▸ Work required
Among the entries below, find the lines with the word "producer" and copy them.

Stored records
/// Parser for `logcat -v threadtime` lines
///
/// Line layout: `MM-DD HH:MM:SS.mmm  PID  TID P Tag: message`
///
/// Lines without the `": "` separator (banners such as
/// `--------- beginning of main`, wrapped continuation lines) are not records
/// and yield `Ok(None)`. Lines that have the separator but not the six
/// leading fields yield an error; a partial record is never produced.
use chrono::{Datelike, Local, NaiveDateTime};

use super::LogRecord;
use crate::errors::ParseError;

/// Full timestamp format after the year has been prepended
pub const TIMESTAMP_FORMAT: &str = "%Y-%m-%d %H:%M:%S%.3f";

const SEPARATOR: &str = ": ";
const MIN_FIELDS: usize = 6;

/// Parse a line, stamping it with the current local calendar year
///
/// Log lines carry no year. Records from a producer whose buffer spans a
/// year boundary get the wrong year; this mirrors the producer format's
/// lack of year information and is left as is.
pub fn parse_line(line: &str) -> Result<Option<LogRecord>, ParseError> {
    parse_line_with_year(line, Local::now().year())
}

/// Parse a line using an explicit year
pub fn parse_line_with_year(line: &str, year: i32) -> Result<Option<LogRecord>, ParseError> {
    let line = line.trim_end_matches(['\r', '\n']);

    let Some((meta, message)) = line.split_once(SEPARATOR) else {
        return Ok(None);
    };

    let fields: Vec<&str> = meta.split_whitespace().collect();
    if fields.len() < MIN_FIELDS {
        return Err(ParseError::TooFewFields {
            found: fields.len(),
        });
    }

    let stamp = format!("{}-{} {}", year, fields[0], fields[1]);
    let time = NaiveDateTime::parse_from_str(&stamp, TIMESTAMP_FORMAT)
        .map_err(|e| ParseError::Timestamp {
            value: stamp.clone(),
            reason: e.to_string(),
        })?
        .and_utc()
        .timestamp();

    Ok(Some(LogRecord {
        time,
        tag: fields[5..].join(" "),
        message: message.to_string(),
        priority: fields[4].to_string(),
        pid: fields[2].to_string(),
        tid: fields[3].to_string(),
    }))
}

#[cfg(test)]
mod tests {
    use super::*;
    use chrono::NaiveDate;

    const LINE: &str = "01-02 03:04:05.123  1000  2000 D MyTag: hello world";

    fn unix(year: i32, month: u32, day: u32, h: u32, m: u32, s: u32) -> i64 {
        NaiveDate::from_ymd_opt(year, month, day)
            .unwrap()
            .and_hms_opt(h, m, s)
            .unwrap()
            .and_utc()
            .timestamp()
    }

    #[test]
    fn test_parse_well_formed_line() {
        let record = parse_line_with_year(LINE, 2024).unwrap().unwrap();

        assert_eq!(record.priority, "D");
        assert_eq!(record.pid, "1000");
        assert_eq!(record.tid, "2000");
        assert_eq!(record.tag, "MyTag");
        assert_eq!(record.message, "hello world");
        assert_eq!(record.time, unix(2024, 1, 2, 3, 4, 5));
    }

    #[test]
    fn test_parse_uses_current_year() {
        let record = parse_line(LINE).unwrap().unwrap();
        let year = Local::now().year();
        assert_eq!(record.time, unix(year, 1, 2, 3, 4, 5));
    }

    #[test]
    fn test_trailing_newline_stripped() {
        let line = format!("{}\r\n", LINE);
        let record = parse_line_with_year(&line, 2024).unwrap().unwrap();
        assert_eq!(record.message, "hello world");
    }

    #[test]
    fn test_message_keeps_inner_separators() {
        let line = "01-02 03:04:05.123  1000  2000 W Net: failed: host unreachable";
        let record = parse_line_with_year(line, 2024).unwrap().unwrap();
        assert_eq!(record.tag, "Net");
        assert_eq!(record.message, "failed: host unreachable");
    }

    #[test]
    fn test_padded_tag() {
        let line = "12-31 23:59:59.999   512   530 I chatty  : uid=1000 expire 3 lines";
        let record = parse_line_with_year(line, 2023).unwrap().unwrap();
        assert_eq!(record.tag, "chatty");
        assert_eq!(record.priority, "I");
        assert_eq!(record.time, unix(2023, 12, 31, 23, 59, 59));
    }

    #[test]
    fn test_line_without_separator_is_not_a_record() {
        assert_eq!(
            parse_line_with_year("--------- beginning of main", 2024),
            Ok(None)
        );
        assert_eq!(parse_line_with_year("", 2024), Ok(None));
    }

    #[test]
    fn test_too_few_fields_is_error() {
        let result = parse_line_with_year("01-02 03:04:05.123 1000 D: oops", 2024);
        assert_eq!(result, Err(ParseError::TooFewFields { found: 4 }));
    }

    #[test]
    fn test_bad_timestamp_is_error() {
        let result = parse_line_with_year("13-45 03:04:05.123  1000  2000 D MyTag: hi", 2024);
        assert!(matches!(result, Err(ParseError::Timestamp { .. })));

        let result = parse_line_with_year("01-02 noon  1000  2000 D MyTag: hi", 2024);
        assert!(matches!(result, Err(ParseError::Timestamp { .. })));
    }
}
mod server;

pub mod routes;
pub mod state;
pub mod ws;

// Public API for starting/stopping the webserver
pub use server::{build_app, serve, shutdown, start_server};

▸ Response below
/// Log lines carry no year. Records from a producer whose buffer spans a
/// year boundary get the wrong year; this mirrors the producer format's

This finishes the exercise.